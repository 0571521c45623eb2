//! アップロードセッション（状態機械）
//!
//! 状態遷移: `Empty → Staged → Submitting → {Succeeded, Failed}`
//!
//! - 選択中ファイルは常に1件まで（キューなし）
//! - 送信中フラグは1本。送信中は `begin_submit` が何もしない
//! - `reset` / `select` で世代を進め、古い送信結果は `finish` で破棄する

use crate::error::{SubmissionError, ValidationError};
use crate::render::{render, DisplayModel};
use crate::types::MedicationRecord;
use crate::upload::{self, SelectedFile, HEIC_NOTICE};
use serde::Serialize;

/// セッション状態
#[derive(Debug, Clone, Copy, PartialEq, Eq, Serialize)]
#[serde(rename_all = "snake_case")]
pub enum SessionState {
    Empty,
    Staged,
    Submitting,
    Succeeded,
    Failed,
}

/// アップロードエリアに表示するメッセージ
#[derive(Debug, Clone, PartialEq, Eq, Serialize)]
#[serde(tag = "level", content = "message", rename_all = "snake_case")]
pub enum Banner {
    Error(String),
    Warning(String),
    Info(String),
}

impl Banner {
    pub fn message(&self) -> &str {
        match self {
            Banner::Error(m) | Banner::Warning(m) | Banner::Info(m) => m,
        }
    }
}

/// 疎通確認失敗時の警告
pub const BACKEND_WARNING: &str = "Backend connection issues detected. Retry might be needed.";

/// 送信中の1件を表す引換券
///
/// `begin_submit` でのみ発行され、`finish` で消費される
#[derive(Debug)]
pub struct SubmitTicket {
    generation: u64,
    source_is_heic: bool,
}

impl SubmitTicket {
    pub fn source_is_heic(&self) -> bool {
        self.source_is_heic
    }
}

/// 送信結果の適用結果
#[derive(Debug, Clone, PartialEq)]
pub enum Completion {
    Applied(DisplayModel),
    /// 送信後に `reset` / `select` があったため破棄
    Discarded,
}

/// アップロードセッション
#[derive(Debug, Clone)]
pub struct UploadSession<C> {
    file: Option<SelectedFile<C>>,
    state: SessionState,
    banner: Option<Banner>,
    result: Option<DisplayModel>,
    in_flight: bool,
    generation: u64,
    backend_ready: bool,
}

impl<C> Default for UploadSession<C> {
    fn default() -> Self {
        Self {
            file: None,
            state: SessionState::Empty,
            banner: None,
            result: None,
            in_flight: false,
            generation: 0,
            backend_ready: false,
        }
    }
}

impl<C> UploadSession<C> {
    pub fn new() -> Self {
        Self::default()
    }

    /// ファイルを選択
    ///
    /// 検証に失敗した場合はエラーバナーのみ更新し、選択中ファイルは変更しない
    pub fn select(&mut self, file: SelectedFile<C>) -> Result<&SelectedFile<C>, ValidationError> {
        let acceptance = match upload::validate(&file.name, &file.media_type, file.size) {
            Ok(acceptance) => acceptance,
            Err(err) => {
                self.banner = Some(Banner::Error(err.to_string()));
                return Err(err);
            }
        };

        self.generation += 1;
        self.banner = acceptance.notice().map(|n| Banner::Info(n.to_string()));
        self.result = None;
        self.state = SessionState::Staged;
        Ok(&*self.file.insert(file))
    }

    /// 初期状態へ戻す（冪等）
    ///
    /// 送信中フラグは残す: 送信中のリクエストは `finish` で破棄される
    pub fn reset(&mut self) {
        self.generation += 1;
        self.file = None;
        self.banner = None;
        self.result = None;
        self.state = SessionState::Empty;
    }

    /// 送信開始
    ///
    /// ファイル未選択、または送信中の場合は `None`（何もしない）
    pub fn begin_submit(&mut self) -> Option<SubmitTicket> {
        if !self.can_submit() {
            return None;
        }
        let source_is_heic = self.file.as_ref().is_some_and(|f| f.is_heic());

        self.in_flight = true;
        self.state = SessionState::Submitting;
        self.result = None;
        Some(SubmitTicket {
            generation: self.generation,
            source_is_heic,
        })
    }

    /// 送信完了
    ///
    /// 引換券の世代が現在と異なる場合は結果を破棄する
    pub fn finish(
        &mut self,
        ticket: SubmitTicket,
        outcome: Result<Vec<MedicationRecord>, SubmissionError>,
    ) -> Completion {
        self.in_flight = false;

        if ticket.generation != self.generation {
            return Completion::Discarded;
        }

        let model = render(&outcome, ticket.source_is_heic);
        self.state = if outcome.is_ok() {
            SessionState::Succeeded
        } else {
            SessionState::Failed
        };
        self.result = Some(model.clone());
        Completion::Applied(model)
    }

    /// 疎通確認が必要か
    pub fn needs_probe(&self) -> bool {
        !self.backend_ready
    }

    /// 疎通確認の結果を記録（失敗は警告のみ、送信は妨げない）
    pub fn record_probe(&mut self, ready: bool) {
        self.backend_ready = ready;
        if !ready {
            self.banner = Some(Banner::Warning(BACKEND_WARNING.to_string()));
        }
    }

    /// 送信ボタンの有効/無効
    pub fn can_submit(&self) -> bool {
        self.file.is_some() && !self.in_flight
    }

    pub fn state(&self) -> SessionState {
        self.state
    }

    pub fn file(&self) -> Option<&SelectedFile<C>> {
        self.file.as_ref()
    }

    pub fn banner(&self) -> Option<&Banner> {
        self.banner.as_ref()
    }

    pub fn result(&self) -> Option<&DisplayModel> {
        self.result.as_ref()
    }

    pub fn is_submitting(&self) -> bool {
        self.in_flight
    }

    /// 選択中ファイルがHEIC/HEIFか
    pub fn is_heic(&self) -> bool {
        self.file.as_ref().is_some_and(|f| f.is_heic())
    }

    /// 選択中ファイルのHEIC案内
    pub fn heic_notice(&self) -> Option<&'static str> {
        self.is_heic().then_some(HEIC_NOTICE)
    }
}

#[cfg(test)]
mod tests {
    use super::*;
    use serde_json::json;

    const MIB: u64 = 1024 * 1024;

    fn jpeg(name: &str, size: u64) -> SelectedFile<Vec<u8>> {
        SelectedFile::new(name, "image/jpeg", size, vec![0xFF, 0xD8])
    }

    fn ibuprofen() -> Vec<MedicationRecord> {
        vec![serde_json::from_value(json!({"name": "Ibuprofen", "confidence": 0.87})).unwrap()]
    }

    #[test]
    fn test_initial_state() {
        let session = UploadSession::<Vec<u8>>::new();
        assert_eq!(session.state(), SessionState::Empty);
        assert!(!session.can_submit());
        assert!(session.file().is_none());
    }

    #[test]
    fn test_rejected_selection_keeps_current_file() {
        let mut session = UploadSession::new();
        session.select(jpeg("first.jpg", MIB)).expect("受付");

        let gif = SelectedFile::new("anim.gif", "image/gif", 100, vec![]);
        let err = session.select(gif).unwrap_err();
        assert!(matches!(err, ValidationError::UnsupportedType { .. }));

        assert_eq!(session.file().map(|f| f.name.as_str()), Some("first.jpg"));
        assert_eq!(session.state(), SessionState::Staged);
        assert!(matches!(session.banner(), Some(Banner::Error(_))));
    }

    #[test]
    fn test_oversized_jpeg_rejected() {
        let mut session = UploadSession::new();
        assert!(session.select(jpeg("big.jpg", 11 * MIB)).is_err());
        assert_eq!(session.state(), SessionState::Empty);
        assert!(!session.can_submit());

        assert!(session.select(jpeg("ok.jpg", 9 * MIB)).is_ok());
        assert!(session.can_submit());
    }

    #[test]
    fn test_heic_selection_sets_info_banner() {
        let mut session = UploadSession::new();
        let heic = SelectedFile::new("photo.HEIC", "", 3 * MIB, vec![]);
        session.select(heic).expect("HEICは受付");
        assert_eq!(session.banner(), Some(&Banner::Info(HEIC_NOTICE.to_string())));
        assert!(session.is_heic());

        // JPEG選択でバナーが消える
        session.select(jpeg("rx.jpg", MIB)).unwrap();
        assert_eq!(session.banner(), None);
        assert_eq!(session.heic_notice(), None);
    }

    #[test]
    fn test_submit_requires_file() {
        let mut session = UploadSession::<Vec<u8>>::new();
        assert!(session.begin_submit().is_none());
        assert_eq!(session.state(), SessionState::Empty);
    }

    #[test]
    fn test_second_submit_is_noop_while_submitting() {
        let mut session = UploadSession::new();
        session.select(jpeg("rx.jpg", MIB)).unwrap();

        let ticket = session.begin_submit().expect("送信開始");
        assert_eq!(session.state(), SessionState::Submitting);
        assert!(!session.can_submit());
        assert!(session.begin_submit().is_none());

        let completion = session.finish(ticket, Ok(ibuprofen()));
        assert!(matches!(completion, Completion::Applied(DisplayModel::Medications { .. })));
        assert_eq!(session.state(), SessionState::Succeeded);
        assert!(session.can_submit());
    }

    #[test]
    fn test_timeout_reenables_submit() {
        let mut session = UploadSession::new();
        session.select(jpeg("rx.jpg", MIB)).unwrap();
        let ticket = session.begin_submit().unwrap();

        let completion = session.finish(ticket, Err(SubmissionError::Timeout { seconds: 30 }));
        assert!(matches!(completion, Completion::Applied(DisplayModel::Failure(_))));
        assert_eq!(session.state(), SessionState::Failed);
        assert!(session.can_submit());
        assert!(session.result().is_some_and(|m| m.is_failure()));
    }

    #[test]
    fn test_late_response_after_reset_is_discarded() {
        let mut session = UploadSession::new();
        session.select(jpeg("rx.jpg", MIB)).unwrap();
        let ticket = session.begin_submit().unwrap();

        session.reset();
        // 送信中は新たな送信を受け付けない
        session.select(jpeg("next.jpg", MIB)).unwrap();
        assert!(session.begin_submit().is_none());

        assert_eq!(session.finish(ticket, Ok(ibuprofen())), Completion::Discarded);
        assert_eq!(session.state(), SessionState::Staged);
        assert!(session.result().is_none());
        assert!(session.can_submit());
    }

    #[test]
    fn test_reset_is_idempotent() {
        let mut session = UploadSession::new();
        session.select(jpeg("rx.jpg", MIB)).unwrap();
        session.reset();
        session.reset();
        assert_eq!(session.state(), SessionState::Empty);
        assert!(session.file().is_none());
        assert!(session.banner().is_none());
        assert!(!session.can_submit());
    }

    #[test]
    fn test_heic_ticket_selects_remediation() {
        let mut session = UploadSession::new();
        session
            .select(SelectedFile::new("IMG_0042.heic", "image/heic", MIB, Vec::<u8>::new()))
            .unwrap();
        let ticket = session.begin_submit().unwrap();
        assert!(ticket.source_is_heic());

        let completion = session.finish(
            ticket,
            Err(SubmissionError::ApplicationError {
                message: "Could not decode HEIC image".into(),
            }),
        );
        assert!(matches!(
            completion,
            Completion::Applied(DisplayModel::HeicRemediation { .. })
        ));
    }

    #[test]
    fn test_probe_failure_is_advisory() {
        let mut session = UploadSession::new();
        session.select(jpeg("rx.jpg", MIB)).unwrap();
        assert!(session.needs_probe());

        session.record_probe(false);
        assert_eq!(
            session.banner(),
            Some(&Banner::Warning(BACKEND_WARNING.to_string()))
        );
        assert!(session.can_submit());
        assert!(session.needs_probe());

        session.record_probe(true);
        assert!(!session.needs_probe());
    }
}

|---|

Review the material and copy each line in which the word "Debug" appears.

- [Response for this exercise]
#[derive(Debug, Clone, Copy, PartialEq, Eq, Serialize)]
#[derive(Debug, Clone, PartialEq, Eq, Serialize)]
#[derive(Debug)]
#[derive(Debug, Clone, PartialEq)]
#[derive(Debug, Clone)]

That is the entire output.